Do latim vestitus , um vestido é uma vestimenta (ou conjunto de vestimentas) que é usada para cobrir o corpo . O conceito pode ser usado como sinônimo de roupa , vestimenta , vestimenta ou traje , embora seja geralmente usado para nomear o terno de uma peça usado pelas mulheres.

O vestido cumpre duas funções básicas: protege das intempéries (frio, calor, chuva, etc.) e cobre as partes íntimas do corpo que, por modéstia, não são expostas em público. Os vestidos, no entanto, têm um significado mais profundo na sociedade atual, uma vez que a moda e as tendências refletem um papel social . A roupa pode ser usada como meio de expressão e comunicar, consciente ou inconscientemente, algo da personalidade de quem o usa.

Os primeiros vestidos eram feitos com peles e peles de animais ou com folhas e grandes plantas amarradas ao corpo. Com o tempo, diferentes tipos de fibras e tecidos começaram a ser usados, naturais (como algodão ou seda ) e sintéticos (como poliéster ).
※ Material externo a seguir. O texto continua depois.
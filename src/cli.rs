//! CLI argument parsing for layermap
//!
//! Defines the Command enum and parse_args() for all CLI commands.

use anyhow::Result;
use layermap::{ExportFormat, OutputFormat};
use std::path::PathBuf;

pub fn print_usage() {
    eprintln!("layermap - Service architecture extraction for Go codebases");
    eprintln!();
    eprintln!("Usage:");
    eprintln!("  layermap <command> [arguments]");
    eprintln!("  layermap --help");
    eprintln!("  layermap --version");
    eprintln!();
    eprintln!("  layermap analyze --root <DIR> [--exclude <GLOB>]... [--output human|json|pretty]");
    eprintln!(
        "  layermap export --root <DIR> [--format json|dot] [--out <PATH>] [--minify] [--exclude <GLOB>]..."
    );
    eprintln!();
    eprintln!("Commands:");
    eprintln!("  analyze   Detect components and print a layered summary");
    eprintln!("  export    Export the architecture as JSON or Graphviz DOT");
    eprintln!();
    eprintln!("Analyze arguments:");
    eprintln!("  --root <DIR>        Repository root to analyze");
    eprintln!("  --exclude <GLOB>    Skip files matching a root-relative glob (repeatable)");
    eprintln!("  --output <FORMAT>   Output format: human (default), json (compact), or pretty (formatted)");
    eprintln!();
    eprintln!("Export arguments:");
    eprintln!("  --root <DIR>        Repository root to analyze");
    eprintln!("  --format <FORMAT>   Export format: json (default) or dot");
    eprintln!("  --out <PATH>        Write to file instead of stdout");
    eprintln!("  --minify            Use compact JSON (no pretty-printing)");
    eprintln!("  --exclude <GLOB>    Skip files matching a root-relative glob (repeatable)");
    eprintln!();
    eprintln!("Environment:");
    eprintln!("  RUST_LOG            Log filter for diagnostics on stderr (default: warn)");
}

#[derive(Debug, PartialEq, Eq)]
pub enum Command {
    Analyze {
        root_path: PathBuf,
        exclude: Vec<String>,
        output_format: OutputFormat,
    },
    Export {
        root_path: PathBuf,
        exclude: Vec<String>,
        format: ExportFormat,
        output: Option<PathBuf>,
        minify: bool,
    },
    Help,
    Version,
}

/// Parse an argument vector (including the program name) into a Command
pub fn parse_args_from(args: &[String]) -> Result<Command> {
    if args.len() < 2 {
        return Err(anyhow::anyhow!("Missing command"));
    }

    let command = &args[1];

    match command.as_str() {
        "--version" | "-V" => Ok(Command::Version),
        "--help" | "-h" => Ok(Command::Help),
        "analyze" => {
            let mut root_path: Option<PathBuf> = None;
            let mut exclude = Vec::new();
            let mut output_format = OutputFormat::Human;

            let mut i = 2;
            while i < args.len() {
                match args[i].as_str() {
                    "--root" => {
                        if i + 1 >= args.len() {
                            return Err(anyhow::anyhow!("--root requires an argument"));
                        }
                        root_path = Some(PathBuf::from(&args[i + 1]));
                        i += 2;
                    }
                    "--exclude" => {
                        if i + 1 >= args.len() {
                            return Err(anyhow::anyhow!("--exclude requires an argument"));
                        }
                        exclude.push(args[i + 1].clone());
                        i += 2;
                    }
                    "--output" => {
                        if i + 1 >= args.len() {
                            return Err(anyhow::anyhow!("--output requires an argument"));
                        }
                        output_format = OutputFormat::from_str(&args[i + 1]).ok_or_else(|| {
                            anyhow::anyhow!(
                                "Invalid output format: {}. Must be human, json, or pretty",
                                args[i + 1]
                            )
                        })?;
                        i += 2;
                    }
                    _ => {
                        return Err(anyhow::anyhow!("Unknown argument: {}", args[i]));
                    }
                }
            }

            let root_path = root_path.ok_or_else(|| anyhow::anyhow!("--root is required"))?;

            Ok(Command::Analyze {
                root_path,
                exclude,
                output_format,
            })
        }
        "export" => {
            let mut root_path: Option<PathBuf> = None;
            let mut exclude = Vec::new();
            let mut format = ExportFormat::Json;
            let mut output: Option<PathBuf> = None;
            let mut minify = false;

            let mut i = 2;
            while i < args.len() {
                match args[i].as_str() {
                    "--root" => {
                        if i + 1 >= args.len() {
                            return Err(anyhow::anyhow!("--root requires an argument"));
                        }
                        root_path = Some(PathBuf::from(&args[i + 1]));
                        i += 2;
                    }
                    "--exclude" => {
                        if i + 1 >= args.len() {
                            return Err(anyhow::anyhow!("--exclude requires an argument"));
                        }
                        exclude.push(args[i + 1].clone());
                        i += 2;
                    }
                    "--format" => {
                        if i + 1 >= args.len() {
                            return Err(anyhow::anyhow!("--format requires an argument"));
                        }
                        format = ExportFormat::from_str(&args[i + 1]).ok_or_else(|| {
                            anyhow::anyhow!(
                                "Invalid export format: {}. Must be json or dot",
                                args[i + 1]
                            )
                        })?;
                        i += 2;
                    }
                    "--out" => {
                        if i + 1 >= args.len() {
                            return Err(anyhow::anyhow!("--out requires an argument"));
                        }
                        output = Some(PathBuf::from(&args[i + 1]));
                        i += 2;
                    }
                    "--minify" => {
                        minify = true;
                        i += 1;
                    }
                    _ => {
                        return Err(anyhow::anyhow!("Unknown argument: {}", args[i]));
                    }
                }
            }

            let root_path = root_path.ok_or_else(|| anyhow::anyhow!("--root is required"))?;

            Ok(Command::Export {
                root_path,
                exclude,
                format,
                output,
                minify,
            })
        }
        _ => Err(anyhow::anyhow!("Unknown command: {}", command)),
    }
}

/// Parse the process arguments
pub fn parse_args() -> Result<Command> {
    let args: Vec<String> = std::env::args().collect();
    parse_args_from(&args)
}
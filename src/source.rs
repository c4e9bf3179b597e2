//! Source enumeration for analysis passes.
//!
//! Yields candidate Go files under a repository root with the following skip
//! policy, applied in order:
//! 1. Hard internal ignores: directories named `vendor`, `.git`,
//!    `node_modules`, `mock`, `mocks` are pruned
//! 2. Non-Go files, `_test.go` files and paths carrying a mock marker
//! 3. Caller-supplied exclude globs
//!
//! Walk order is lexical by file name within each directory, so two runs over
//! an unchanged tree enumerate the same files in the same order.

use globset::{Glob, GlobMatcher};
use std::path::{Path, PathBuf};
use walkdir::{DirEntry, WalkDir};

use crate::analyzer::AnalyzeError;

/// Directories that are never descended into.
const INTERNAL_IGNORE_DIRS: &[&str] = &["vendor", ".git", "node_modules", "mock", "mocks"];

/// Path fragments that mark generated mocks.
const MOCK_MARKERS: &[&str] = &["/mock", "_mock"];

const GO_EXTENSION: &str = ".go";
const GO_TEST_SUFFIX: &str = "_test.go";

/// A candidate source file
#[derive(Debug, Clone, PartialEq, Eq)]
pub struct SourceFile {
    /// Path as walked (root joined with the relative path)
    pub path: PathBuf,
    /// Path relative to the root, `/`-separated
    pub relative_path: String,
    /// Directory part of `relative_path`; `.` for files at the root
    pub package_dir: String,
}

impl SourceFile {
    fn new(root: &Path, path: &Path) -> Self {
        let relative = path.strip_prefix(root).unwrap_or(path);
        let mut relative_path = relative.to_string_lossy().replace('\\', "/");
        if relative_path.is_empty() {
            // Root itself is a file
            relative_path = path
                .file_name()
                .map(|name| name.to_string_lossy().into_owned())
                .unwrap_or_default();
        }
        let package_dir = match relative_path.rfind('/') {
            Some(idx) => relative_path[..idx].to_string(),
            None => ".".to_string(),
        };

        Self {
            path: path.to_path_buf(),
            relative_path,
            package_dir,
        }
    }
}

/// Caller-supplied enumeration filters.
///
/// The default filter excludes nothing beyond the built-in skip policy.
#[derive(Debug, Clone, Default)]
pub struct SourceFilter {
    exclude_patterns: Vec<GlobMatcher>,
}

impl SourceFilter {
    /// Create a filter from exclude globs, relative to the root with `/` separators
    pub fn new(exclude_patterns: &[String]) -> Result<Self, AnalyzeError> {
        let exclude_patterns = exclude_patterns
            .iter()
            .map(|pattern| {
                Glob::new(pattern)
                    .map(|glob| glob.compile_matcher())
                    .map_err(|source| AnalyzeError::InvalidGlob {
                        pattern: pattern.clone(),
                        source,
                    })
            })
            .collect::<Result<Vec<_>, _>>()?;

        Ok(Self { exclude_patterns })
    }

    /// Whether a root-relative path matches one of the exclude globs
    pub fn is_excluded(&self, relative_path: &str) -> bool {
        self.exclude_patterns
            .iter()
            .any(|matcher| matcher.is_match(relative_path))
    }
}

/// Whether a directory name is pruned from the walk
pub fn is_ignored_dir(name: &str) -> bool {
    INTERNAL_IGNORE_DIRS.contains(&name)
}

/// Whether a root-relative path is a Go source file worth analyzing
pub fn is_go_source(relative_path: &str) -> bool {
    if !relative_path.ends_with(GO_EXTENSION) || relative_path.ends_with(GO_TEST_SUFFIX) {
        return false;
    }

    let rooted = format!("/{}", relative_path);
    !MOCK_MARKERS.iter().any(|marker| rooted.contains(marker))
}

fn is_pruned(entry: &DirEntry) -> bool {
    entry.depth() > 0
        && entry.file_type().is_dir()
        && is_ignored_dir(&entry.file_name().to_string_lossy())
}

/// Enumerate candidate Go files under `root`.
///
/// # Returns
/// Files in walk order
///
/// # Errors
/// Any walk failure (missing root, unreadable directory) aborts enumeration
/// with [`AnalyzeError::Enumeration`].
pub fn enumerate_sources(root: &Path, filter: &SourceFilter) -> Result<Vec<SourceFile>, AnalyzeError> {
    let mut files = Vec::new();

    let walker = WalkDir::new(root)
        .follow_links(false)
        .sort_by_file_name()
        .into_iter()
        .filter_entry(|entry| {
            let pruned = is_pruned(entry);
            if pruned {
                tracing::debug!(path = %entry.path().display(), "skipping ignored directory");
            }
            !pruned
        });

    for entry in walker {
        let entry = entry.map_err(|source| AnalyzeError::Enumeration {
            path: source
                .path()
                .map(Path::to_path_buf)
                .unwrap_or_else(|| root.to_path_buf()),
            source,
        })?;

        if entry.file_type().is_dir() {
            continue;
        }

        let file = SourceFile::new(root, entry.path());
        if !is_go_source(&file.relative_path) || filter.is_excluded(&file.relative_path) {
            continue;
        }
        files.push(file);
    }

    tracing::debug!(root = %root.display(), count = files.len(), "enumerated source files");
    Ok(files)
}

#[cfg(test)]
mod tests {
    use super::*;
    use std::fs;
    use tempfile::TempDir;

    fn touch(root: &Path, rel: &str) {
        let path = root.join(rel);
        fs::create_dir_all(path.parent().unwrap()).unwrap();
        fs::write(path, "package x\n").unwrap();
    }

    fn relative_paths(files: &[SourceFile]) -> Vec<&str> {
        files.iter().map(|f| f.relative_path.as_str()).collect()
    }

    #[test]
    fn test_is_go_source() {
        assert!(is_go_source("main.go"));
        assert!(is_go_source("internal/service/user.go"));
        assert!(!is_go_source("internal/service/user_test.go"));
        assert!(!is_go_source("README.md"));
        assert!(!is_go_source("internal/service/user_mock.go"));
        assert!(!is_go_source("internal/mockery/gen.go"));
        assert!(!is_go_source("mockgen/gen.go"));
        assert!(is_go_source("internal/hammock.go"));
    }

    #[test]
    fn test_internal_ignore_dirs() {
        assert!(is_ignored_dir("vendor"));
        assert!(is_ignored_dir(".git"));
        assert!(is_ignored_dir("node_modules"));
        assert!(is_ignored_dir("mocks"));
        assert!(!is_ignored_dir("service"));
    }

    #[test]
    fn test_enumerate_applies_skip_policy_in_walk_order() {
        let temp_dir = TempDir::new().unwrap();
        let root = temp_dir.path();

        touch(root, "main.go");
        touch(root, "internal/service/user.go");
        touch(root, "internal/service/user_test.go");
        touch(root, "internal/handler/http.go");
        touch(root, "vendor/lib/lib.go");
        touch(root, "node_modules/pkg/x.go");
        touch(root, "internal/mocks/store.go");
        touch(root, "internal/store/store_mock.go");
        fs::write(root.join("README.md"), "docs").unwrap();

        let files = enumerate_sources(root, &SourceFilter::default()).unwrap();
        assert_eq!(
            relative_paths(&files),
            vec!["internal/handler/http.go", "internal/service/user.go", "main.go"]
        );
        assert_eq!(files[0].package_dir, "internal/handler");
        assert_eq!(files[2].package_dir, ".");
        assert_eq!(files[1].path, root.join("internal/service/user.go"));
    }

    #[test]
    fn test_exclude_patterns() {
        let temp_dir = TempDir::new().unwrap();
        let root = temp_dir.path();

        touch(root, "internal/service/user.go");
        touch(root, "gen/proto/user.pb.go");

        let filter = SourceFilter::new(&["gen/**".to_string()]).unwrap();
        let files = enumerate_sources(root, &filter).unwrap();
        assert_eq!(relative_paths(&files), vec!["internal/service/user.go"]);
    }

    #[test]
    fn test_invalid_glob_is_rejected() {
        let err = SourceFilter::new(&["[unclosed".to_string()]).unwrap_err();
        assert!(matches!(err, AnalyzeError::InvalidGlob { .. }));
    }

    #[test]
    fn test_missing_root_is_an_enumeration_error() {
        let temp_dir = TempDir::new().unwrap();
        let missing = temp_dir.path().join("does-not-exist");

        let err = enumerate_sources(&missing, &SourceFilter::default()).unwrap_err();
        assert!(matches!(err, AnalyzeError::Enumeration { .. }));
    }
}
Atualmente existem as chamadas roupas inteligentes , capazes de mudar de cor ou gerar energia.
Existem também vestidos especiais que são usados ​​apenas uma vez na vida, mas têm uma grande carga simbólica. O vestido de noiva ou vestido de noiva é aquele que as mulheres usam durante o casamento. A cor e o estilo dependem da cultura e religião da noiva.
No mundo ocidental, o vestido de noiva costuma ser branco, pois simboliza pureza. Já os vestidos de luto são pretos e refletem a tristeza e a dor que as mulheres sentem ao sofrer a perda de um ente querido.
Evolução do vestuário feminino
Não é muito preciso resumir a história do vestuário feminino em um único texto, dadas as diferenças culturais de cada país; portanto, o foco desta revisão terá uma perspectiva fundamentalmente ocidental.
Ao longo da história, o ser humano atribuiu diferentes funções ao vestuário, desde a proteção à ostentação, e por diversos motivos sociais as mulheres sempre tiveram um papel de destaque nesta matéria; Isso não significa que a situação deles tenha sido mais simples ou mais conveniente do que a do homem.
É importante destacar que, historicamente, a sociedade procurou reduzir a mulher a um objeto digno de admiração e condecoração , a uma serva que devia cumprir suas obrigações e manter o sorriso no rosto. Durante séculos, as roupas femininas se destacaram não pelo conforto, mas pela ornamentação e formas, que tinham um propósito meramente superficial. Mas logo após o período conhecido como “Belle Èpoque”, que terminou no início do século 20, ocorreu uma revolução que visava dar às mulheres a liberdade de se vestir para si e não para os homens.

Essa mudança estética esteve intimamente ligada à luta pelos direitos da mulher e pelo seu reconhecimento como ser igual ao homem perante a Lei. A busca pela sua inserção no voto e no mundo do trabalho levou à necessidade de roupas mais confortáveis, menos complicadas de usar (alguns vestidos antigos exigiam a ajuda de várias pessoas para a sua colocação) e com um caráter funcional.
Primeiro, a saia foi encurtada em quase cinquenta por cento, cobrindo as pernas até os joelhos. Além disso, graças ao trabalho de Coco Chanel (uma costureira visionária de origem francesa), ternos e calças de duas peças surgiram na década de 1930. Muito importante, as dimensões e os desenhos das roupas íntimas foram adaptados a essa nova realidade social.
Em apenas algumas décadas, o vestido deixou de ser o eterno traje feminino para se tornar uma vestimenta típica de festas e reuniões. Até hoje é preciso afirmar que existem milhões de mulheres que nunca usaram vestido e nunca o farão, seja por questões de gosto ou ideologia.